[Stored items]

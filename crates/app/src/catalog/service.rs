//! Catalog service.
//!
//! One instance backs one catalog view: the storefront grid and the admin
//! table are both projections of the same store, so the admin's id lookup
//! and the storefront's name/category search share a filter set. Name and
//! category intersect, exactly as the storefront search behaves.

use sphere_core::{
    editor::{CommitOutcome, OptimisticEditor, RowState},
    error::{EditError, FormError, GatewayError},
    form::{FormFlow, FormState},
    store::RemoteCollectionStore,
};

use super::{
    models::{NewProduct, Product, ProductId},
    repository::ProductsRepository,
};

#[derive(Debug)]
pub struct CatalogService<R: ProductsRepository> {
    repository: R,
    store: RemoteCollectionStore<Product>,
    editor: OptimisticEditor<Product>,
    create_form: FormFlow<NewProduct>,
}

impl<R: ProductsRepository> CatalogService<R> {
    #[must_use]
    pub fn new(repository: R) -> Self {
        let mut store = RemoteCollectionStore::new();
        store.declare_filter("name", |p: &Product| p.name.clone());
        store.declare_exact_filter("category", |p: &Product| p.category.clone());
        store.declare_exact_filter("id", |p: &Product| p.id.to_string());

        Self {
            repository,
            store,
            editor: OptimisticEditor::new(),
            create_form: FormFlow::new(),
        }
    }

    /// Fetch the catalog, replacing local state wholesale.
    ///
    /// # Errors
    ///
    /// Returns the gateway failure; the local catalog is left empty.
    pub async fn load(&mut self) -> Result<(), GatewayError> {
        self.store.load(&self.repository).await
    }

    /// The catalog in fetch order, ignoring filters.
    pub fn products(&self) -> &[Product] {
        self.store.items()
    }

    /// The filtered, sorted projection.
    pub fn view(&self) -> Vec<&Product> {
        self.store.view()
    }

    /// Distinct categories, in fetch order of first appearance.
    pub fn categories(&self) -> Vec<String> {
        let mut categories: Vec<String> = Vec::new();
        for product in self.store.items() {
            if !categories.contains(&product.category) {
                categories.push(product.category.clone());
            }
        }
        categories
    }

    /// Search by name substring.
    pub fn search(&mut self, term: impl Into<String>) {
        self.store.set_filter("name", term);
    }

    /// Restrict to one category; an empty value shows all categories.
    pub fn filter_category(&mut self, category: impl Into<String>) {
        self.store.set_filter("category", category);
    }

    /// Admin lookup by exact id.
    pub fn filter_id(&mut self, id: impl Into<String>) {
        self.store.set_filter("id", id);
    }

    /// Deactivate all filters.
    pub fn clear_filters(&mut self) {
        self.store.clear_filters();
    }

    /// Edit state of one admin row.
    pub fn row_state(&self, id: ProductId) -> RowState {
        self.editor.row_state(id)
    }

    /// Mark a row editable.
    pub fn begin_edit(&mut self, id: ProductId) -> bool {
        self.editor.begin_edit(&self.store, id)
    }

    /// Stage a field-level change on an editable row.
    ///
    /// # Errors
    ///
    /// See [`OptimisticEditor::stage`].
    pub fn stage(
        &mut self,
        id: ProductId,
        mutate: impl FnOnce(&mut Product),
    ) -> Result<(), EditError> {
        self.editor.stage(&mut self.store, id, mutate)
    }

    /// Persist a staged row.
    ///
    /// # Errors
    ///
    /// See [`OptimisticEditor::commit`].
    pub async fn commit(&mut self, id: ProductId) -> Result<CommitOutcome, EditError> {
        self.editor
            .commit(&mut self.store, &self.repository, id)
            .await
    }

    /// Delete a product remotely, then locally on success.
    ///
    /// # Errors
    ///
    /// Returns the gateway failure; local state is untouched.
    pub async fn delete(&mut self, id: ProductId) -> Result<(), GatewayError> {
        self.editor
            .delete(&mut self.store, &self.repository, id)
            .await
    }

    /// The "add product" draft.
    pub fn draft(&self) -> &NewProduct {
        self.create_form.draft()
    }

    /// State of the "add product" form.
    pub fn form_state(&self) -> FormState {
        self.create_form.state()
    }

    /// Mutate the "add product" draft.
    pub fn edit_draft(&mut self, mutate: impl FnOnce(&mut NewProduct)) {
        self.create_form.update(mutate);
    }

    /// Submit the draft; on success the draft resets and the catalog
    /// reloads so the new product appears in the table.
    ///
    /// # Errors
    ///
    /// Returns the submission failure; the draft is preserved.
    pub async fn create(&mut self) -> Result<Product, FormError> {
        let created = self.create_form.submit(&self.repository).await?;
        self.load().await.ok();
        Ok(created)
    }
}

#[cfg(test)]
mod tests {
    use async_trait::async_trait;
    use mockall::mock;
    use rust_decimal::Decimal;
    use sphere_core::{form::SubmitTarget, gateway::CollectionGateway};
    use testresult::TestResult;

    use super::*;

    mock! {
        pub ProductsRepo {}

        #[async_trait]
        impl CollectionGateway<Product> for ProductsRepo {
            async fn list(&self) -> Result<Vec<Product>, GatewayError>;
            async fn update(&self, record: Product) -> Result<Product, GatewayError>;
            async fn delete(&self, id: ProductId) -> Result<(), GatewayError>;
        }

        #[async_trait]
        impl SubmitTarget<NewProduct, Product> for ProductsRepo {
            async fn submit(&self, draft: NewProduct) -> Result<Product, GatewayError>;
        }
    }

    impl ProductsRepository for MockProductsRepo {}

    fn product(id: i64, name: &str, category: &str) -> Product {
        Product {
            id: ProductId::from_raw(id),
            name: name.to_string(),
            description: format!("{name} description"),
            price: Decimal::from(100),
            category: category.to_string(),
            image_url: format!("https://img.example/{id}.jpg"),
            insta_url: None,
            rating: 4,
        }
    }

    fn sample_catalog() -> Vec<Product> {
        vec![
            product(1, "disco sphere", "decor"),
            product(2, "mirror sphere", "decor"),
            product(3, "strobe light", "lighting"),
            product(4, "sphere stand", "hardware"),
        ]
    }

    fn repo_listing(products: Vec<Product>) -> MockProductsRepo {
        let mut repo = MockProductsRepo::new();
        repo.expect_list().returning(move || Ok(products.clone()));
        repo
    }

    #[tokio::test]
    async fn load_mirrors_the_fetched_catalog() -> TestResult {
        let mut service = CatalogService::new(repo_listing(sample_catalog()));

        service.load().await?;

        let ids: Vec<i64> = service.products().iter().map(|p| p.id.into_raw()).collect();
        assert_eq!(ids, vec![1, 2, 3, 4], "local ids equal the fetched payload");

        Ok(())
    }

    #[tokio::test]
    async fn name_and_category_filters_intersect() -> TestResult {
        let mut service = CatalogService::new(repo_listing(sample_catalog()));
        service.load().await?;

        service.search("sphere");
        service.filter_category("decor");

        let names: Vec<&str> = service.view().iter().map(|p| p.name.as_str()).collect();
        assert_eq!(
            names,
            vec!["disco sphere", "mirror sphere"],
            "both predicates apply, order preserved"
        );

        Ok(())
    }

    #[tokio::test]
    async fn categories_are_distinct_in_fetch_order() -> TestResult {
        let mut service = CatalogService::new(repo_listing(sample_catalog()));
        service.load().await?;

        assert_eq!(
            service.categories(),
            vec!["decor", "lighting", "hardware"],
            "first appearance wins"
        );

        Ok(())
    }

    #[tokio::test]
    async fn create_submits_the_draft_and_reloads() -> TestResult {
        let mut repo = repo_listing(sample_catalog());
        repo.expect_submit().times(1).returning(|draft| {
            Ok(Product {
                id: ProductId::from_raw(9),
                name: draft.name,
                description: draft.description,
                price: draft.price,
                category: draft.category,
                image_url: draft.image_url,
                insta_url: draft.insta_url,
                rating: draft.rating,
            })
        });

        let mut service = CatalogService::new(repo);
        service.edit_draft(|d| {
            d.name = "fog machine".to_string();
            d.category = "effects".to_string();
        });

        let created = service.create().await?;

        assert_eq!(created.id.into_raw(), 9, "server assigns the id");
        assert_eq!(service.form_state(), FormState::Idle, "draft reset");
        assert_eq!(service.draft(), &NewProduct::default(), "draft reset");

        Ok(())
    }

    #[tokio::test]
    async fn admin_row_edit_round_trip() -> TestResult {
        let mut repo = repo_listing(sample_catalog());
        repo.expect_update()
            .times(1)
            .returning(|record| Ok(record));

        let mut service = CatalogService::new(repo);
        service.load().await?;

        assert!(service.begin_edit(ProductId::from_raw(1)), "row editable");
        service.stage(ProductId::from_raw(1), |p| p.rating = 5)?;
        let outcome = service.commit(ProductId::from_raw(1)).await?;

        assert!(matches!(outcome, CommitOutcome::Confirmed), "commit landed");
        assert_eq!(
            service.products().first().map(|p| p.rating),
            Some(5),
            "local record holds the committed value"
        );

        Ok(())
    }
}
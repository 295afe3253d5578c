//! Offers Repository

use async_trait::async_trait;
use sphere_core::{error::GatewayError, form::SubmitTarget, gateway::CollectionGateway};

use crate::api::ApiClient;

use super::models::{NewOffer, NewOfferBooking, Offer, OfferId};

/// Remote side of the offers resource, plus the booking endpoint.
#[async_trait]
pub trait OffersRepository: CollectionGateway<Offer> + SubmitTarget<NewOffer, Offer> {
    /// Consume one slot of an offer.
    async fn book(&self, booking: NewOfferBooking) -> Result<(), GatewayError>;
}

/// REST-backed offers repository.
#[derive(Debug, Clone)]
pub struct HttpOffersRepository {
    api: ApiClient,
}

impl HttpOffersRepository {
    #[must_use]
    pub fn new(api: ApiClient) -> Self {
        Self { api }
    }
}

#[async_trait]
impl CollectionGateway<Offer> for HttpOffersRepository {
    async fn list(&self) -> Result<Vec<Offer>, GatewayError> {
        self.api.get("offers").await
    }

    async fn update(&self, record: Offer) -> Result<Offer, GatewayError> {
        self.api.put(&format!("offers/{}", record.id), &record).await
    }

    async fn delete(&self, id: OfferId) -> Result<(), GatewayError> {
        self.api.delete(&format!("offers/{id}")).await
    }
}

#[async_trait]
impl SubmitTarget<NewOffer, Offer> for HttpOffersRepository {
    async fn submit(&self, draft: NewOffer) -> Result<Offer, GatewayError> {
        self.api.post("offers", &draft).await
    }
}

#[async_trait]
impl OffersRepository for HttpOffersRepository {
    async fn book(&self, booking: NewOfferBooking) -> Result<(), GatewayError> {
        self.api.post_empty("offerbookings", &booking).await
    }
}
//! Orders and the delivery queue.

use clap::{Args, Subcommand};
use sphere_app::{
    context::AppContext,
    orders::{Order, OrderId, OrderStatus, OrdersService, repository::HttpOrdersRepository},
};
use tabled::{Table, Tabled};

use super::CliError;

#[derive(Debug, Args)]
pub struct OrdersCommand {
    #[command(subcommand)]
    command: OrdersSubcommand,
}

#[derive(Debug, Subcommand)]
enum OrdersSubcommand {
    /// List orders (admin)
    List(ListArgs),
    /// Mark an order delivered (admin)
    Deliver(DeliverArgs),
}

#[derive(Debug, Args)]
struct ListArgs {
    /// Filter by order-id substring
    #[arg(long)]
    search: Option<String>,
}

#[derive(Debug, Args)]
struct DeliverArgs {
    /// Order id to flip to delivered
    order_id: i64,
}

#[derive(Tabled)]
struct OrderRow {
    id: i64,
    customer: String,
    items: usize,
    total: String,
    status: String,
}

fn order_row(service: &OrdersService<HttpOrdersRepository>, order: &Order) -> OrderRow {
    OrderRow {
        id: order.id.into_raw(),
        customer: service
            .username(order.user_id)
            .unwrap_or_default()
            .to_string(),
        items: order.order_items.len(),
        total: format!("Ksh. {}", order.total_amount),
        status: match order.status {
            OrderStatus::Delivered => "delivered".to_string(),
            OrderStatus::Pending => "pending".to_string(),
        },
    }
}

pub async fn run(ctx: &AppContext, command: OrdersCommand) -> Result<(), CliError> {
    super::require_admin(ctx)?;

    match command.command {
        OrdersSubcommand::List(args) => {
            let mut orders = ctx.orders();
            orders.load().await?;
            orders.load_usernames().await;

            if let Some(term) = args.search {
                orders.search(term);
            }

            let rows: Vec<OrderRow> = orders
                .view()
                .into_iter()
                .map(|order| order_row(&orders, order))
                .collect();
            println!("{}", Table::new(rows));
            Ok(())
        }
        OrdersSubcommand::Deliver(args) => {
            let mut orders = ctx.orders();
            orders.load().await?;

            let id = OrderId::from_raw(args.order_id);
            orders.mark_delivered(id).await?;
            println!("order {id} marked delivered");
            Ok(())
        }
    }
}
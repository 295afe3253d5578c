//! Orders: checkout and the admin delivery queue.

pub mod models;
pub mod repository;
pub mod service;

pub use models::{NewOrder, NewOrderItem, Order, OrderId, OrderItem, OrderStatus};
pub use repository::{HttpOrdersRepository, OrdersRepository};
pub use service::{OrdersService, OrdersServiceError};
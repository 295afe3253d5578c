//! HTTP boundary against the Swaggy Sphere REST backend.

mod client;

pub use client::{ApiClient, ApiConfig};
//! Product Models

use rust_decimal::Decimal;
use serde::{Deserialize, Serialize};
use sphere_core::entity::Entity;

use crate::ids::TypedId;

/// Product id
pub type ProductId = TypedId<Product>;

/// Product Model
#[derive(Debug, Clone, PartialEq, Serialize, Deserialize)]
pub struct Product {
    pub id: ProductId,
    pub name: String,
    pub description: String,
    pub price: Decimal,
    pub category: String,
    pub image_url: String,
    pub insta_url: Option<String>,
    /// 1–5 star rating.
    pub rating: u8,
}

impl Entity for Product {
    type Id = ProductId;

    fn id(&self) -> Self::Id {
        self.id
    }
}

/// New Product draft. Seeded with empty fields and a one-star rating;
/// catalog create forms declare no validation schema.
#[derive(Debug, Clone, PartialEq, Serialize, Deserialize)]
pub struct NewProduct {
    pub name: String,
    pub description: String,
    pub price: Decimal,
    pub category: String,
    pub image_url: String,
    pub insta_url: Option<String>,
    pub rating: u8,
}

impl Default for NewProduct {
    fn default() -> Self {
        Self {
            name: String::new(),
            description: String::new(),
            price: Decimal::ZERO,
            category: String::new(),
            image_url: String::new(),
            insta_url: None,
            rating: 1,
        }
    }
}

impl sphere_core::form::Validate for NewProduct {}
//! Users Repository

use async_trait::async_trait;
use mockall::automock;
use serde::Serialize;
use sphere_core::error::GatewayError;

use crate::api::ApiClient;

use super::models::{PasswordReset, User, UserId};

/// Remote side of the admin user back-office.
///
/// Users are not a uniform CRUD resource: suspension, activation and
/// password resets are verbs of their own, so this trait stands alone
/// rather than going through [`CollectionGateway`].
///
/// [`CollectionGateway`]: sphere_core::gateway::CollectionGateway
#[automock]
#[async_trait]
pub trait UsersRepository: Send + Sync {
    /// Fetch every user account.
    async fn list(&self) -> Result<Vec<User>, GatewayError>;

    /// Suspend an account.
    async fn suspend(&self, id: UserId) -> Result<(), GatewayError>;

    /// Reactivate a suspended account.
    async fn activate(&self, id: UserId) -> Result<(), GatewayError>;

    /// Overwrite an account's password.
    async fn reset_password(&self, id: UserId, reset: PasswordReset)
    -> Result<(), GatewayError>;

    /// Remove an account entirely.
    async fn delete(&self, id: UserId) -> Result<(), GatewayError>;
}

#[derive(Debug, Serialize)]
struct PasswordBody {
    password: String,
}

/// REST-backed users repository.
#[derive(Debug, Clone)]
pub struct HttpUsersRepository {
    api: ApiClient,
}

impl HttpUsersRepository {
    #[must_use]
    pub fn new(api: ApiClient) -> Self {
        Self { api }
    }
}

#[async_trait]
impl UsersRepository for HttpUsersRepository {
    async fn list(&self) -> Result<Vec<User>, GatewayError> {
        self.api.get("users").await
    }

    async fn suspend(&self, id: UserId) -> Result<(), GatewayError> {
        self.api.put_unit(&format!("users/{id}/suspend")).await
    }

    async fn activate(&self, id: UserId) -> Result<(), GatewayError> {
        self.api.put_unit(&format!("users/{id}/activate")).await
    }

    async fn reset_password(
        &self,
        id: UserId,
        reset: PasswordReset,
    ) -> Result<(), GatewayError> {
        self.api
            .put_empty(
                &format!("resetpassword/{id}"),
                &PasswordBody {
                    password: reset.new_password,
                },
            )
            .await
    }

    async fn delete(&self, id: UserId) -> Result<(), GatewayError> {
        self.api.delete(&format!("registration/{id}")).await
    }
}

Your goal -
Print, exactly as written, the first line of the records above and each line after it until the line with "pub async fn load(&mut", which is printed too.

Answer area -
filename crates/app/src/catalog/service.rs
//! Catalog service.
//!
//! One instance backs one catalog view: the storefront grid and the admin
//! table are both projections of the same store, so the admin's id lookup
//! and the storefront's name/category search share a filter set. Name and
//! category intersect, exactly as the storefront search behaves.

use sphere_core::{
    editor::{CommitOutcome, OptimisticEditor, RowState},
    error::{EditError, FormError, GatewayError},
    form::{FormFlow, FormState},
    store::RemoteCollectionStore,
};

use super::{
    models::{NewProduct, Product, ProductId},
    repository::ProductsRepository,
};

#[derive(Debug)]
pub struct CatalogService<R: ProductsRepository> {
    repository: R,
    store: RemoteCollectionStore<Product>,
    editor: OptimisticEditor<Product>,
    create_form: FormFlow<NewProduct>,
}

impl<R: ProductsRepository> CatalogService<R> {
    #[must_use]
    pub fn new(repository: R) -> Self {
        let mut store = RemoteCollectionStore::new();
        store.declare_filter("name", |p: &Product| p.name.clone());
        store.declare_exact_filter("category", |p: &Product| p.category.clone());
        store.declare_exact_filter("id", |p: &Product| p.id.to_string());

        Self {
            repository,
            store,
            editor: OptimisticEditor::new(),
            create_form: FormFlow::new(),
        }
    }

    /// Fetch the catalog, replacing local state wholesale.
    ///
    /// # Errors
    ///
    /// Returns the gateway failure; the local catalog is left empty.
    pub async fn load(&mut self) -> Result<(), GatewayError> {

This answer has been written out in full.